//! Append-only game journal backed by a JSONL file.
//!
//! Each game writes one JSON object per line, recording every event the
//! engine emits. A journal is enough to rebuild the game exactly: rolls are
//! stored as the faces that came up, not as RNG state.

use std::fs::{self, File, OpenOptions};
use std::io::{self, BufRead, BufReader, BufWriter, Write};
use std::path::{Path, PathBuf};
use std::time::{SystemTime, UNIX_EPOCH};

use serde::{Deserialize, Serialize};
use thiserror::Error;
use tracing::warn;
use yz_protocol::{Category, GameEvent};

use crate::dice::Dice;
use crate::game::{Game, GameError, Player};

/// Seconds since Unix epoch.
pub fn epoch_secs() -> u64 {
    SystemTime::now()
        .duration_since(UNIX_EPOCH)
        .unwrap_or_default()
        .as_secs()
}

/// Generate a short game ID from PID and timestamp.
pub fn generate_game_id() -> String {
    let pid = std::process::id();
    let ts = epoch_secs();
    format!("g{ts}-{pid:x}")
}

const MAX_NAME_ATTEMPTS: u32 = 1000;

/// A single line in the journal.
#[derive(Debug, Clone, Serialize, Deserialize, PartialEq)]
pub struct JournalEntry {
    pub ts: u64,
    #[serde(flatten)]
    pub event: GameEvent,
}

impl JournalEntry {
    pub fn now(event: GameEvent) -> Self {
        Self {
            ts: epoch_secs(),
            event,
        }
    }
}

#[derive(Debug, Error)]
pub enum JournalError {
    #[error("journal I/O error: {0}")]
    Io(#[from] io::Error),
    #[error("journal is empty")]
    Empty,
    #[error("journal does not begin with a started event")]
    NotStarted,
    #[error("journal line {line}: {category} recorded {recorded} points but replays as {replayed}")]
    Diverged {
        line: usize,
        category: Category,
        recorded: u32,
        replayed: u32,
    },
    #[error("journal line {line}: {category} recorded bonus Yahtzee {recorded} but replays as {replayed}")]
    BonusDiverged {
        line: usize,
        category: Category,
        recorded: bool,
        replayed: bool,
    },
    #[error("journal line {line}: {source}")]
    Game {
        line: usize,
        #[source]
        source: GameError,
    },
}

/// Append-only game journal backed by a JSONL file.
pub struct GameJournal {
    writer: BufWriter<File>,
    path: PathBuf,
}

impl GameJournal {
    /// Create/open a JSONL journal file. Creates parent directories.
    pub fn new(path: PathBuf) -> io::Result<Self> {
        if let Some(parent) = path.parent() {
            fs::create_dir_all(parent)?;
        }
        let file = OpenOptions::new().create(true).append(true).open(&path)?;
        Ok(Self::from_file(file, path))
    }

    /// Create a journal file for a new game inside `dir`. Never reuses an
    /// existing file: games started within the same second get a numeric
    /// suffix.
    pub fn create_in(dir: &Path) -> io::Result<Self> {
        fs::create_dir_all(dir)?;
        let id = generate_game_id();
        for attempt in 0..MAX_NAME_ATTEMPTS {
            let name = if attempt == 0 {
                format!("{id}.jsonl")
            } else {
                format!("{id}-{attempt}.jsonl")
            };
            let path = dir.join(name);
            match OpenOptions::new().write(true).create_new(true).open(&path) {
                Ok(file) => return Ok(Self::from_file(file, path)),
                Err(e) if e.kind() == io::ErrorKind::AlreadyExists => continue,
                Err(e) => return Err(e),
            }
        }
        Err(io::Error::new(
            io::ErrorKind::AlreadyExists,
            format!("no free journal name for {id} in {}", dir.display()),
        ))
    }

    fn from_file(file: File, path: PathBuf) -> Self {
        Self {
            writer: BufWriter::new(file),
            path,
        }
    }

    /// Append one entry, flush immediately. Failures are logged, not fatal.
    pub fn append(&mut self, entry: &JournalEntry) {
        let result = serde_json::to_string(entry)
            .map_err(io::Error::from)
            .and_then(|line| {
                writeln!(self.writer, "{line}")?;
                self.writer.flush()
            });
        if let Err(e) = result {
            warn!(path = %self.path.display(), "failed to write journal entry: {e}");
        }
    }

    pub fn record(&mut self, events: &[GameEvent]) {
        for event in events {
            self.append(&JournalEntry::now(event.clone()));
        }
    }

    /// Read all entries from the journal file.
    pub fn read_all(&self) -> Vec<JournalEntry> {
        read_entries(&self.path).unwrap_or_default()
    }

    /// Get the journal file path.
    pub fn path(&self) -> &Path {
        &self.path
    }
}

/// Read a journal file, skipping blank and malformed lines.
pub fn read_entries(path: &Path) -> io::Result<Vec<JournalEntry>> {
    let reader = BufReader::new(File::open(path)?);
    Ok(reader
        .lines()
        .map_while(Result::ok)
        .filter(|line| !line.trim().is_empty())
        .filter_map(|line| serde_json::from_str(&line).ok())
        .collect())
}

/// Read a journal file and rebuild its game.
pub fn replay_file(path: &Path) -> Result<Game, JournalError> {
    replay(&read_entries(path)?)
}

/// Rebuild a game from its journal.
pub fn replay(entries: &[JournalEntry]) -> Result<Game, JournalError> {
    let (first, rest) = entries.split_first().ok_or(JournalError::Empty)?;
    let GameEvent::Started { players } = &first.event else {
        return Err(JournalError::NotStarted);
    };
    let players = players.iter().map(Player::new).collect();
    let mut game = Game::new(players, Dice::seeded(0)).map_err(|source| JournalError::Game {
        line: 1,
        source,
    })?;

    for (i, entry) in rest.iter().enumerate() {
        let line = i + 2;
        let at_line = |source| JournalError::Game { line, source };
        match &entry.event {
            GameEvent::Started { .. } => return Err(at_line(GameError::GameOver)),
            GameEvent::Rolled {
                dice,
                rolls_remaining,
                ..
            } => game.restore_roll(*dice, *rolls_remaining).map_err(at_line)?,
            GameEvent::Held { die, held, .. } => game.set_held(*die, *held).map_err(at_line)?,
            GameEvent::Scored {
                category,
                points,
                bonus_yahtzee,
                ..
            } => {
                let player = game.whose_turn();
                let bonuses = game.card(player).bonus_yahtzees();
                let replayed = game.score(*category).map_err(at_line)?;
                if replayed != *points {
                    return Err(JournalError::Diverged {
                        line,
                        category: *category,
                        recorded: *points,
                        replayed,
                    });
                }
                let replayed_bonus = game.card(player).bonus_yahtzees() > bonuses;
                if replayed_bonus != *bonus_yahtzee {
                    return Err(JournalError::BonusDiverged {
                        line,
                        category: *category,
                        recorded: *bonus_yahtzee,
                        replayed: replayed_bonus,
                    });
                }
            }
            GameEvent::Finished { .. } => {}
        }
    }
    game.take_events();
    Ok(game)
}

========================================================================

**WHAT NEEDS TO BE DONE:**
Output the material above exactly, but only from the line that carries "let (first, rest)" through the line that carries "let players = players.iter().map(Player::new).collect();".

**EXERCISE RESULT:**
    let (first, rest) = entries.split_first().ok_or(JournalError::Empty)?;
    let GameEvent::Started { players } = &first.event else {
        return Err(JournalError::NotStarted);
    };
    let players = players.iter().map(Player::new).collect();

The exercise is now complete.